Of course that’s something that has never materialised and it sounds like those that are still holding out for a miracle should give up once and for all.
Despite the iconic show celebrating its 25th anniversary this year, Marta Kauffman appears to have put the final nail in the coffin – saying that a revival won’t ever come to screens for “several reasons.”
“There are several reasons,” Kauffman told Rolling Stone.
“One, the show is about a time in your life when your friends are your family. It’s not that time anymore. All we’d be doing is putting those six actors back together, but the heart of the show would be gone.
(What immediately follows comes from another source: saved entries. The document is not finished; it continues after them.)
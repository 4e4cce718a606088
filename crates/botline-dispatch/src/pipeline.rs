// SPDX-FileCopyrightText: 2026 Botline Contributors
// SPDX-License-Identifier: MIT OR Apache-2.0

//! The inbound dispatch pipeline.
//!
//! One [`Dispatcher::handle_update`] call per webhook delivery. Delivery
//! is at-least-once, so ingestion is an idempotent upsert and a
//! re-delivered update stops before any reply. Channel engine toggles
//! arrive as an immutable [`ChannelConfig`] snapshot per invocation;
//! nothing is re-fetched mid-pipeline.

use std::sync::Arc;

use async_trait::async_trait;
use botline_core::types::{ChannelConfig, Contact, MessageKind, OutgoingMessage, Provenance,
    ReplyOverrides, ResponseKind, UpsertOutcome};
use botline_core::{BotlineError, ChannelApi, ConversationStore};
use botline_telegram::ingest::to_inbound;
use botline_telegram::types::Update;
use chrono::Utc;
use metrics::counter;
use tracing::{debug, warn};

/// Seam between the pipeline and the AI engine so the pipeline can be
/// tested without a live provider.
#[async_trait]
pub trait ReplyGenerator: Send + Sync {
    /// Generates a reply; must always return a sendable string.
    async fn reply(
        &self,
        session_key: &str,
        text: &str,
        profile: &str,
        overrides: &ReplyOverrides,
    ) -> String;
}

#[async_trait]
impl ReplyGenerator for botline_ai::AiResponder {
    async fn reply(
        &self,
        session_key: &str,
        text: &str,
        profile: &str,
        overrides: &ReplyOverrides,
    ) -> String {
        botline_ai::AiResponder::reply(self, session_key, text, profile, overrides).await
    }
}

/// How the pipeline disposed of an update.
#[derive(Debug, Clone, Copy, PartialEq, Eq)]
pub enum DispatchOutcome {
    /// The update carried no message payload.
    Ignored,
    /// Re-delivery of an already-ingested message; no reply attempted.
    Duplicate,
    /// A reply was sent and recorded, by the named engine.
    Replied(Provenance),
    /// Ingested and stored, but no engine produced a reply (or the send
    /// itself failed).
    Silent,
}

/// Routes one webhook update through ingestion and reply resolution.
pub struct Dispatcher {
    channel: Arc<dyn ChannelApi>,
    store: Arc<dyn ConversationStore>,
    responder: Option<Arc<dyn ReplyGenerator>>,
}

impl Dispatcher {
    pub fn new(
        channel: Arc<dyn ChannelApi>,
        store: Arc<dyn ConversationStore>,
        responder: Option<Arc<dyn ReplyGenerator>>,
    ) -> Self {
        Self {
            channel,
            store,
            responder,
        }
    }

    /// Handles one webhook update end to end.
    ///
    /// Returns `Err` only for persistence failures, which abort this
    /// update; the caller logs them and still acknowledges the webhook.
    /// Send failures never surface as errors.
    pub async fn handle_update(
        &self,
        cfg: &ChannelConfig,
        update: &Update,
    ) -> Result<DispatchOutcome, BotlineError> {
        let Some(msg) = update.message() else {
            debug!(update_id = update.update_id, "update carries no message, ignoring");
            return Ok(DispatchOutcome::Ignored);
        };

        counter!("botline_updates_received_total").increment(1);

        // Liveness is best-effort; a failed touch never blocks ingestion.
        if let Err(e) = self.store.touch_channel(&cfg.channel_id, Utc::now()).await {
            warn!(channel_id = %cfg.channel_id, error = %e, "channel liveness touch failed");
        }

        let inbound = to_inbound(&cfg.channel_id, msg);

        if self.store.upsert_inbound(&inbound).await? == UpsertOutcome::Duplicate {
            counter!("botline_updates_duplicate_total").increment(1);
            debug!(
                channel_id = %cfg.channel_id,
                provider_message_id = inbound.provider_message_id,
                "duplicate delivery, suppressing reply"
            );
            return Ok(DispatchOutcome::Duplicate);
        }

        let contact = Contact {
            channel_id: cfg.channel_id.clone(),
            chat_id: inbound.chat_id,
            chat_kind: inbound.chat_kind,
            first_name: msg.chat.first_name.clone().or_else(|| msg.chat.title.clone()),
            last_name: msg.chat.last_name.clone(),
            username: inbound.sender_username.clone(),
            last_message_at: inbound.received_at,
        };
        self.store.upsert_contact(&contact).await?;

        if !cfg.rule_engine_enabled && !cfg.ai_engine_enabled {
            return Ok(DispatchOutcome::Silent);
        }

        let text = inbound.text.as_deref().unwrap_or("");

        if cfg.rule_engine_enabled {
            let rules = self.store.active_rules(&cfg.channel_id).await?;
            if let Some(rule) = botline_rules::first_match(&rules, text) {
                debug!(rule_id = rule.id, trigger = %rule.trigger, "rule matched");
                return self.send_rule_response(cfg, &inbound, rule).await;
            }
        }

        if cfg.ai_engine_enabled
            && !text.trim().is_empty()
            && let Some(responder) = self.responder.as_ref()
        {
            let key =
                botline_ai::session_key(&cfg.channel_id, inbound.chat_id, inbound.sender_id);
            let reply = responder
                .reply(&key, text, &cfg.assistant_profile, &cfg.overrides)
                .await;

            let outcome = self.channel.send_text(inbound.chat_id, &reply).await;
            if !outcome.is_success() {
                counter!("botline_send_failures_total").increment(1);
                warn!(
                    chat_id = inbound.chat_id,
                    error = outcome.error().unwrap_or("unknown"),
                    "AI reply send failed"
                );
                return Ok(DispatchOutcome::Silent);
            }

            counter!("botline_replies_total", "engine" => "ai").increment(1);
            self.store
                .record_outgoing(&OutgoingMessage {
                    channel_id: cfg.channel_id.clone(),
                    provider_message_id: outcome.message_id(),
                    chat_id: inbound.chat_id,
                    kind: MessageKind::Text,
                    text: Some(reply),
                    media: None,
                    provenance: Provenance::AiEngine,
                    reply_to_provider_message_id: Some(inbound.provider_message_id),
                    sent_at: Utc::now(),
                })
                .await?;
            return Ok(DispatchOutcome::Replied(Provenance::AiEngine));
        }

        Ok(DispatchOutcome::Silent)
    }

    async fn send_rule_response(
        &self,
        cfg: &ChannelConfig,
        inbound: &botline_core::types::InboundMessage,
        rule: &botline_core::types::AutoReplyRule,
    ) -> Result<DispatchOutcome, BotlineError> {
        let media = rule.response_media.as_deref().unwrap_or_default();
        let (outcome, kind) = match rule.response_kind {
            ResponseKind::Text => (
                self.channel.send_text(inbound.chat_id, &rule.response_body).await,
                MessageKind::Text,
            ),
            ResponseKind::Photo => (
                self.channel
                    .send_photo(inbound.chat_id, media, Some(&rule.response_body))
                    .await,
                MessageKind::Photo,
            ),
            ResponseKind::Document => (
                self.channel
                    .send_document(inbound.chat_id, media, Some(&rule.response_body))
                    .await,
                MessageKind::Document,
            ),
        };

        if !outcome.is_success() {
            counter!("botline_send_failures_total").increment(1);
            warn!(
                chat_id = inbound.chat_id,
                rule_id = rule.id,
                error = outcome.error().unwrap_or("unknown"),
                "rule response send failed"
            );
            return Ok(DispatchOutcome::Silent);
        }

        counter!("botline_replies_total", "engine" => "rule").increment(1);
        self.store
            .record_outgoing(&OutgoingMessage {
                channel_id: cfg.channel_id.clone(),
                provider_message_id: outcome.message_id(),
                chat_id: inbound.chat_id,
                kind,
                text: Some(rule.response_body.clone()),
                media: rule
                    .response_media
                    .as_ref()
                    .map(|m| serde_json::Value::String(m.clone())),
                provenance: Provenance::RuleEngine,
                reply_to_provider_message_id: Some(inbound.provider_message_id),
                sent_at: Utc::now(),
            })
            .await?;
        Ok(DispatchOutcome::Replied(Provenance::RuleEngine))
    }
}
“Two, I don’t know what good it does us. The show is doing just fine, people love it. [A reunion] could only disappoint – ‘The One Where Everyone’s Disappointed’.”
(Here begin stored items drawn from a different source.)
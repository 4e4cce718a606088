// SPDX-FileCopyrightText: 2026 Botline Contributors
// SPDX-License-Identifier: MIT OR Apache-2.0

//! Embedded database migrations using refinery.
//!
//! SQL migration files are compiled into the binary at build time via
//! `embed_migrations!`. Migrations run automatically on database open.

mod embedded {
    use refinery::embed_migrations;
    embed_migrations!("migrations");
}

/// Run all pending migrations against the given connection.
///
/// Refinery tracks applied migrations in its own `refinery_schema_history`
/// table.
pub fn run_migrations(
    conn: &mut rusqlite::Connection,
) -> Result<(), botline_core::BotlineError> {
    embedded::migrations::runner()
        .run(conn)
        .map_err(|e| botline_core::BotlineError::Storage {
            source: Box::new(e),
        })?;
    Ok(())
}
It shouldn’t really come as a surprise, the cast have frequently shot down any ideas about the show returning.
Since Friends was added to Netflix, a lot of people have watched the show for the first time and some of them have taken issues with select storylines.
Aisha Tyler played palaeontology professor Dr Charlie Wheeler, a character who became the love interest of both Ross and Joey. She recently addressed criticism that the show lacked diversity and said her casting was really important due to the sitcom’s “unrealistic representation”.
“People of colour were always aware of it [the lack of diversity]. Even at the time, people were constantly pointing out that Friends wasn’t as diverse as the Manhattan of the real world,” Tyler told The Guardian.
“My character wasn’t written on the page to be a woman of colour, and I auditioned against a lot of other women of different ethnic backgrounds, so I like to think they picked me because I was the right person for the role,” she continued.
“But I knew it was something new for the show, and it was really important because, the fact of the matter was, it was a show set in Manhattan that was almost entirely Caucasian. It was an unrealistic representation of what the real world looked like.”